Work to complete:
Write the records out again, exactly as they stand below.

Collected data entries

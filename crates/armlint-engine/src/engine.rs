//! Runs a rule set over loaded documents

use std::any::Any;
use std::cell::OnceCell;
use std::panic::{self, AssertUnwindSafe};
use std::sync::Arc;

use armlint_core::{Finding, JsonPath, Severity, SpecKinds};
use armlint_parser::{compose, ComposeLimits, DocumentInventory, ParsedDocument};
use serde_json::Value;
use tracing::{debug, instrument, trace, warn};

use crate::projector::SchemaProjector;
use crate::rule::{MergeState, RuleContext, RuleDescriptor};
use crate::ruleset::RuleSet;

/// Rule code of the finding emitted when a rule body fails.
pub const RULE_EXECUTION_FAILED: &str = "RuleExecutionFailed";

/// Where a document is in its pass through the engine.
#[derive(Debug, Clone, Copy, PartialEq, Eq)]
pub enum Phase {
    Idle,
    Selecting,
    Executing,
    Emitting,
}

pub struct RuleEngine {
    rules: Vec<RuleDescriptor>,
    spec_kind: SpecKinds,
    compose_limits: ComposeLimits,
}

impl RuleEngine {
    /// Keep the rules that apply to `spec_kind`, ordered by id.
    pub fn new(rule_set: &RuleSet, spec_kind: SpecKinds) -> Self {
        let mut rules: Vec<RuleDescriptor> = rule_set
            .iter()
            .filter(|rule| rule.applies_to(spec_kind))
            .cloned()
            .collect();
        rules.sort_by(|a, b| a.id.cmp(&b.id));

        Self {
            rules,
            spec_kind,
            compose_limits: ComposeLimits::default(),
        }
    }

    pub fn with_compose_limits(mut self, limits: ComposeLimits) -> Self {
        self.compose_limits = limits;
        self
    }

    pub fn rules(&self) -> &[RuleDescriptor] {
        &self.rules
    }

    /// All findings for one document, in rule order and then match order.
    #[instrument(skip_all, fields(document = %document.path()))]
    pub fn run_document(
        &self,
        inventory: &DocumentInventory,
        document: &Arc<ParsedDocument>,
    ) -> Vec<Finding> {
        let mut phase = Phase::Idle;
        let projector = SchemaProjector::new(document.clone(), inventory);
        let context = RuleContext {
            document: document.as_ref(),
            inventory,
            projector: &projector,
            spec_kind: self.spec_kind,
        };
        let composed: OnceCell<Value> = OnceCell::new();
        let mut findings = Vec::new();

        for rule in &self.rules {
            transition(&mut phase, Phase::Selecting);
            let tree = match rule.merge_state {
                MergeState::Individual => document.tree(),
                MergeState::Composed => composed.get_or_init(|| {
                    debug!("Composing {}", document.path());
                    compose(inventory, document.path(), self.compose_limits)
                        .unwrap_or_else(|| document.tree().clone())
                }),
            };
            let matches: Vec<(JsonPath, &Value)> = rule
                .selectors
                .iter()
                .flat_map(|selector| selector.query(tree))
                .collect();
            trace!("{} matched {} nodes", rule.id, matches.len());

            transition(&mut phase, Phase::Executing);
            for (path, value) in matches {
                let outcome = panic::catch_unwind(AssertUnwindSafe(|| {
                    rule.invoke(tree, value, &path, &context)
                }));
                match outcome {
                    Ok(Ok(violations)) => {
                        findings.extend(violations.into_iter().map(|violation| Finding {
                            rule_id: rule.id.clone(),
                            rule_name: rule.name.clone(),
                            category: rule.category.clone(),
                            severity: rule.severity,
                            message: violation.message,
                            path: violation.path.unwrap_or_else(|| path.clone()),
                            source: document.path().clone(),
                        }));
                    }
                    Ok(Err(err)) => {
                        warn!("Rule {} failed at {}: {}", rule.id, path, err);
                        findings.push(failure(rule, document, &path, err.to_string()));
                    }
                    Err(payload) => {
                        let reason = panic_message(payload.as_ref());
                        warn!("Rule {} panicked at {}: {}", rule.id, path, reason);
                        findings.push(failure(rule, document, &path, reason));
                    }
                }
            }
        }

        transition(&mut phase, Phase::Emitting);
        debug!("{} findings", findings.len());
        transition(&mut phase, Phase::Idle);
        findings
    }
}

fn transition(phase: &mut Phase, next: Phase) {
    trace!("{:?} -> {:?}", phase, next);
    *phase = next;
}

fn failure(
    rule: &RuleDescriptor,
    document: &ParsedDocument,
    path: &JsonPath,
    reason: String,
) -> Finding {
    Finding {
        rule_id: RULE_EXECUTION_FAILED.to_string(),
        rule_name: rule.name.clone(),
        category: "Internal".to_string(),
        severity: Severity::Error,
        message: format!("Rule {} ({}) failed: {}", rule.id, rule.name, reason),
        path: path.clone(),
        source: document.path().clone(),
    }
}

fn panic_message(payload: &(dyn Any + Send)) -> String {
    if let Some(s) = payload.downcast_ref::<&str>() {
        s.to_string()
    } else if let Some(s) = payload.downcast_ref::<String>() {
        s.clone()
    } else {
        "panic".to_string()
    }
}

Solution to this problem:
filename crates/armlint-engine/src/engine.rs
//! Runs a rule set over loaded documents

use std::any::Any;
use std::cell::OnceCell;
use std::panic::{self, AssertUnwindSafe};
use std::sync::Arc;

use armlint_core::{Finding, JsonPath, Severity, SpecKinds};
use armlint_parser::{compose, ComposeLimits, DocumentInventory, ParsedDocument};
use serde_json::Value;
use tracing::{debug, instrument, trace, warn};

use crate::projector::SchemaProjector;
use crate::rule::{MergeState, RuleContext, RuleDescriptor};
use crate::ruleset::RuleSet;

/// Rule code of the finding emitted when a rule body fails.
pub const RULE_EXECUTION_FAILED: &str = "RuleExecutionFailed";

/// Where a document is in its pass through the engine.
#[derive(Debug, Clone, Copy, PartialEq, Eq)]
pub enum Phase {
    Idle,
    Selecting,
    Executing,
    Emitting,
}

pub struct RuleEngine {
    rules: Vec<RuleDescriptor>,
    spec_kind: SpecKinds,
    compose_limits: ComposeLimits,
}

impl RuleEngine {
    /// Keep the rules that apply to `spec_kind`, ordered by id.
    pub fn new(rule_set: &RuleSet, spec_kind: SpecKinds) -> Self {
        let mut rules: Vec<RuleDescriptor> = rule_set
            .iter()
            .filter(|rule| rule.applies_to(spec_kind))
            .cloned()
            .collect();
        rules.sort_by(|a, b| a.id.cmp(&b.id));

        Self {
            rules,
            spec_kind,
            compose_limits: ComposeLimits::default(),
        }
    }

    pub fn with_compose_limits(mut self, limits: ComposeLimits) -> Self {
        self.compose_limits = limits;
        self
    }

    pub fn rules(&self) -> &[RuleDescriptor] {
        &self.rules
    }

    /// All findings for one document, in rule order and then match order.
    #[instrument(skip_all, fields(document = %document.path()))]
    pub fn run_document(
        &self,
        inventory: &DocumentInventory,
        document: &Arc<ParsedDocument>,
    ) -> Vec<Finding> {
        let mut phase = Phase::Idle;
        let projector = SchemaProjector::new(document.clone(), inventory);
        let context = RuleContext {
            document: document.as_ref(),
            inventory,
            projector: &projector,
            spec_kind: self.spec_kind,
        };
        let composed: OnceCell<Value> = OnceCell::new();
        let mut findings = Vec::new();

        for rule in &self.rules {
            transition(&mut phase, Phase::Selecting);
            let tree = match rule.merge_state {
                MergeState::Individual => document.tree(),
                MergeState::Composed => composed.get_or_init(|| {
                    debug!("Composing {}", document.path());
                    compose(inventory, document.path(), self.compose_limits)
                        .unwrap_or_else(|| document.tree().clone())
                }),
            };
            let matches: Vec<(JsonPath, &Value)> = rule
                .selectors
                .iter()
                .flat_map(|selector| selector.query(tree))
                .collect();
            trace!("{} matched {} nodes", rule.id, matches.len());

            transition(&mut phase, Phase::Executing);
            for (path, value) in matches {
                let outcome = panic::catch_unwind(AssertUnwindSafe(|| {
                    rule.invoke(tree, value, &path, &context)
                }));
                match outcome {
                    Ok(Ok(violations)) => {
                        findings.extend(violations.into_iter().map(|violation| Finding {
                            rule_id: rule.id.clone(),
                            rule_name: rule.name.clone(),
                            category: rule.category.clone(),
                            severity: rule.severity,
                            message: violation.message,
                            path: violation.path.unwrap_or_else(|| path.clone()),
                            source: document.path().clone(),
                        }));
                    }
                    Ok(Err(err)) => {
                        warn!("Rule {} failed at {}: {}", rule.id, path, err);
                        findings.push(failure(rule, document, &path, err.to_string()));
                    }
                    Err(payload) => {
                        let reason = panic_message(payload.as_ref());
                        warn!("Rule {} panicked at {}: {}", rule.id, path, reason);
                        findings.push(failure(rule, document, &path, reason));
                    }
                }
            }
        }

        transition(&mut phase, Phase::Emitting);
        debug!("{} findings", findings.len());
        transition(&mut phase, Phase::Idle);
        findings
    }
}

fn transition(phase: &mut Phase, next: Phase) {
    trace!("{:?} -> {:?}", phase, next);
    *phase = next;
}

fn failure(
    rule: &RuleDescriptor,
    document: &ParsedDocument,
    path: &JsonPath,
    reason: String,
) -> Finding {
    Finding {
        rule_id: RULE_EXECUTION_FAILED.to_string(),
        rule_name: rule.name.clone(),
        category: "Internal".to_string(),
        severity: Severity::Error,
        message: format!("Rule {} ({}) failed: {}", rule.id, rule.name, reason),
        path: path.clone(),
        source: document.path().clone(),
    }
}

fn panic_message(payload: &(dyn Any + Send)) -> String {
    if let Some(s) = payload.downcast_ref::<&str>() {
        s.to_string()
    } else if let Some(s) = payload.downcast_ref::<String>() {
        s.clone()
    } else {
        "panic".to_string()
    }
}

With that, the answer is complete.